» Data for processing:
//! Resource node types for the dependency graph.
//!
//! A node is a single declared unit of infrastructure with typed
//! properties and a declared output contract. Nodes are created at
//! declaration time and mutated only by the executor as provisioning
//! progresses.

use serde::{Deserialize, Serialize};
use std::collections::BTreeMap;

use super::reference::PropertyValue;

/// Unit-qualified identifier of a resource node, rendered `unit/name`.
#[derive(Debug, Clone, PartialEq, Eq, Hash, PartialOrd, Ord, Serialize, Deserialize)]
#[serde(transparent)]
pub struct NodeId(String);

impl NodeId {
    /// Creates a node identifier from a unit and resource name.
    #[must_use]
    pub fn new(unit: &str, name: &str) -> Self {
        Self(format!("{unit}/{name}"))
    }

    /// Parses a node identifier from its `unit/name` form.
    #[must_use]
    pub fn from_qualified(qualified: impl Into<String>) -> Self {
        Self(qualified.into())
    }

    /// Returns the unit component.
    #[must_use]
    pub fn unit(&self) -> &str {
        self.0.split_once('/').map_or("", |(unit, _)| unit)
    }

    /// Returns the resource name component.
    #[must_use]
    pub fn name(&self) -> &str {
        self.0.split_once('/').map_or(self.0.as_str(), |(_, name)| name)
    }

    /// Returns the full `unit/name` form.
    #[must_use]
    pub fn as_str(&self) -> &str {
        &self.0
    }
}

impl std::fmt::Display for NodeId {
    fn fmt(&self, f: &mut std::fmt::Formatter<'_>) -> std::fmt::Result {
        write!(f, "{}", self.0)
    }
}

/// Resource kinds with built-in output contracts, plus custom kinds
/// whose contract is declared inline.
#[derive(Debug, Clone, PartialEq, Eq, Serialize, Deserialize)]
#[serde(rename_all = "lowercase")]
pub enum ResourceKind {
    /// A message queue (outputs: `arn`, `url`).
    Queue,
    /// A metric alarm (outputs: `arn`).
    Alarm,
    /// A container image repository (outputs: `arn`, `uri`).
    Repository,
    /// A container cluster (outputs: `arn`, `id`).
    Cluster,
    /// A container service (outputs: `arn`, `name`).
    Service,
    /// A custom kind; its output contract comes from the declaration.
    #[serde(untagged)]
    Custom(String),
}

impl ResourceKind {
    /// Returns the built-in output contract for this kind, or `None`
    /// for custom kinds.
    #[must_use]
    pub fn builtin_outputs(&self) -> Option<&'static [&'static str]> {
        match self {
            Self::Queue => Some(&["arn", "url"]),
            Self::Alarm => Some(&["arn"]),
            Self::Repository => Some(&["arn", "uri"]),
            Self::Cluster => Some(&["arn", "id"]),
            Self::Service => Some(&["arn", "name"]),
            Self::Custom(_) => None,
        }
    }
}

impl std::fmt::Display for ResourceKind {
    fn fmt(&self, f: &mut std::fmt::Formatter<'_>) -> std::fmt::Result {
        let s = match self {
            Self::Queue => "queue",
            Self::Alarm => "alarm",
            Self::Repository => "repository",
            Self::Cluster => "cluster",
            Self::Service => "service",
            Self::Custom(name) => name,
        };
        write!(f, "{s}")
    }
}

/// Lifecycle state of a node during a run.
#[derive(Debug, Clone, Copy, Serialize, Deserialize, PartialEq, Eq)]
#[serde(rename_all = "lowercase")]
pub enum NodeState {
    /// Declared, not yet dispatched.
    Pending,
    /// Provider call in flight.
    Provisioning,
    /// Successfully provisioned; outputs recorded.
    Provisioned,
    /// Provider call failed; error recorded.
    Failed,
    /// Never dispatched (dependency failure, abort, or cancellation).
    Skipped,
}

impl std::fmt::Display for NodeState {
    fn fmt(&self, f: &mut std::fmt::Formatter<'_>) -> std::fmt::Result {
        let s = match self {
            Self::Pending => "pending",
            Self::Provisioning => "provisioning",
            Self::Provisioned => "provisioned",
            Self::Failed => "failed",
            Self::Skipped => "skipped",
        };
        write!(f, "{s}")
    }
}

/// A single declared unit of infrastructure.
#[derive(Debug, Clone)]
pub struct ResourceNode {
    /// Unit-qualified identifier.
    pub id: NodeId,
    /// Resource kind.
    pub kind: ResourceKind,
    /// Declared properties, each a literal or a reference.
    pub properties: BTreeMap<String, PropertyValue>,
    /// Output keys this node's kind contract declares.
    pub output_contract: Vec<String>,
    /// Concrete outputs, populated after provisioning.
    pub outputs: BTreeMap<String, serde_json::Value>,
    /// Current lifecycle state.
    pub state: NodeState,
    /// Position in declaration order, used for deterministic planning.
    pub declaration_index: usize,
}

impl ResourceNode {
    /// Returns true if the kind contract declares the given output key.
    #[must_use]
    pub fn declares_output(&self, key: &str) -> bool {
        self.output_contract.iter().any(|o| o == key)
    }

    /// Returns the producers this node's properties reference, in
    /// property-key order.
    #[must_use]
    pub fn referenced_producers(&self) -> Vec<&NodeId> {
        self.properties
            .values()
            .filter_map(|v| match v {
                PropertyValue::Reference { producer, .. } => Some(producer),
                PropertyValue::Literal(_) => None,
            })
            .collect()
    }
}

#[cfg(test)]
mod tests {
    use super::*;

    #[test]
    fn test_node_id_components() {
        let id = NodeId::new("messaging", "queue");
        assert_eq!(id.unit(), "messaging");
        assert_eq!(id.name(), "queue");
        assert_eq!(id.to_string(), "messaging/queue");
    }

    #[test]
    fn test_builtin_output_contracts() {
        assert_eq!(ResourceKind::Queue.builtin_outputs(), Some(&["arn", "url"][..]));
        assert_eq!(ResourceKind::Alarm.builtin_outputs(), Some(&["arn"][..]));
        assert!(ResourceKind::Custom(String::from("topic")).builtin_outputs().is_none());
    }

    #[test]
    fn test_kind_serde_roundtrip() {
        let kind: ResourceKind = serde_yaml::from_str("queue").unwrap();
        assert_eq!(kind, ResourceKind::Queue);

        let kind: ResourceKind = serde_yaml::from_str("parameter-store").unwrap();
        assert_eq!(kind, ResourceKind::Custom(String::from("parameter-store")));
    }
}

==

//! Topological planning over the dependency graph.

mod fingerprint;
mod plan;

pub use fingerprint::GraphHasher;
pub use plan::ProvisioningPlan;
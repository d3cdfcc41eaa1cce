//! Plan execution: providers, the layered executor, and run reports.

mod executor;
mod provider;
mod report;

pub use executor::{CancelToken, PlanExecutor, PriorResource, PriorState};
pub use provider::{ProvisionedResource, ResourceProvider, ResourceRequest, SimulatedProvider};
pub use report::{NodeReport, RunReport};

» Problem requirements: Report how many lines in these entries contain "messaging". Answer with the number only.

» Exercise solution: 3